[Exercise directions]
Output every line below exactly.

━━━ Recorded data

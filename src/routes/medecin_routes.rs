// src/routes/medecin_routes.rs

use axum::{
    Json, Router,
    extract::{State, rejection::JsonRejection},
    routing::{get, post},
};
use serde::Deserialize;

use super::{ApiOk, appointment_routes::{AppointmentRef, StatusBody}};
use crate::{
    error::ApiError,
    models::{AppState, Appointment},
    services::{
        dashboard::{self, DashboardSnapshot},
        navigation::{self, Direction, NavigationOutcome},
        status::{self, StatusChange},
    },
};

pub fn router() -> Router<AppState> {
    Router::new()
        .route("/dashboard", get(get_dashboard))
        .route("/update-status", post(update_status))
        .route("/navigate-patient", post(navigate_patient))
        .route("/return-to-consultation", post(return_to_consultation))
}

#[derive(Debug, Deserialize)]
pub struct NavigateBody {
    pub direction: Direction,
}

pub async fn get_dashboard(
    State(state): State<AppState>,
) -> Result<Json<ApiOk<DashboardSnapshot>>, ApiError> {
    let snapshot = dashboard::snapshot(state.store.as_ref(), state.clock.as_ref()).await?;
    Ok(Json(ApiOk::new(snapshot)))
}

pub async fn update_status(
    State(state): State<AppState>,
    payload: Result<Json<StatusBody>, JsonRejection>,
) -> Result<Json<ApiOk<StatusChange>>, ApiError> {
    let Json(body) = payload?;
    let change = status::set_status(
        state.store.as_ref(),
        state.clock.as_ref(),
        body.appointment_id,
        &body.status,
    )
    .await?;
    Ok(Json(ApiOk::with_message(change, "Status updated")))
}

pub async fn navigate_patient(
    State(state): State<AppState>,
    payload: Result<Json<NavigateBody>, JsonRejection>,
) -> Result<Json<ApiOk<NavigationOutcome>>, ApiError> {
    let Json(body) = payload?;
    let outcome =
        navigation::advance(state.store.as_ref(), state.clock.as_ref(), body.direction).await?;
    let message = match &outcome {
        NavigationOutcome::Advanced(a) => format!("{} is now in consultation", a.patient_name),
        NavigationOutcome::NoneAvailable => "No patient available".to_string(),
    };
    Ok(Json(ApiOk::with_message(outcome, message)))
}

pub async fn return_to_consultation(
    State(state): State<AppState>,
    payload: Result<Json<AppointmentRef>, JsonRejection>,
) -> Result<Json<ApiOk<Appointment>>, ApiError> {
    let Json(body) = payload?;
    let appointment = navigation::return_to_consultation(
        state.store.as_ref(),
        state.clock.as_ref(),
        body.appointment_id,
    )
    .await?;
    Ok(Json(ApiOk::with_message(appointment, "Patient returned to consultation")))
}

━━━━━━

[Answer to this task]
filename src/routes/medecin_routes.rs
// src/routes/medecin_routes.rs

use axum::{
    Json, Router,
    extract::{State, rejection::JsonRejection},
    routing::{get, post},
};
use serde::Deserialize;

use super::{ApiOk, appointment_routes::{AppointmentRef, StatusBody}};
use crate::{
    error::ApiError,
    models::{AppState, Appointment},
    services::{
        dashboard::{self, DashboardSnapshot},
        navigation::{self, Direction, NavigationOutcome},
        status::{self, StatusChange},
    },
};

pub fn router() -> Router<AppState> {
    Router::new()
        .route("/dashboard", get(get_dashboard))
        .route("/update-status", post(update_status))
        .route("/navigate-patient", post(navigate_patient))
        .route("/return-to-consultation", post(return_to_consultation))
}

#[derive(Debug, Deserialize)]
pub struct NavigateBody {
    pub direction: Direction,
}

pub async fn get_dashboard(
    State(state): State<AppState>,
) -> Result<Json<ApiOk<DashboardSnapshot>>, ApiError> {
    let snapshot = dashboard::snapshot(state.store.as_ref(), state.clock.as_ref()).await?;
    Ok(Json(ApiOk::new(snapshot)))
}

pub async fn update_status(
    State(state): State<AppState>,
    payload: Result<Json<StatusBody>, JsonRejection>,
) -> Result<Json<ApiOk<StatusChange>>, ApiError> {
    let Json(body) = payload?;
    let change = status::set_status(
        state.store.as_ref(),
        state.clock.as_ref(),
        body.appointment_id,
        &body.status,
    )
    .await?;
    Ok(Json(ApiOk::with_message(change, "Status updated")))
}

pub async fn navigate_patient(
    State(state): State<AppState>,
    payload: Result<Json<NavigateBody>, JsonRejection>,
) -> Result<Json<ApiOk<NavigationOutcome>>, ApiError> {
    let Json(body) = payload?;
    let outcome =
        navigation::advance(state.store.as_ref(), state.clock.as_ref(), body.direction).await?;
    let message = match &outcome {
        NavigationOutcome::Advanced(a) => format!("{} is now in consultation", a.patient_name),
        NavigationOutcome::NoneAvailable => "No patient available".to_string(),
    };
    Ok(Json(ApiOk::with_message(outcome, message)))
}

pub async fn return_to_consultation(
    State(state): State<AppState>,
    payload: Result<Json<AppointmentRef>, JsonRejection>,
) -> Result<Json<ApiOk<Appointment>>, ApiError> {
    let Json(body) = payload?;
    let appointment = navigation::return_to_consultation(
        state.store.as_ref(),
        state.clock.as_ref(),
        body.appointment_id,
    )
    .await?;
    Ok(Json(ApiOk::with_message(appointment, "Patient returned to consultation")))
}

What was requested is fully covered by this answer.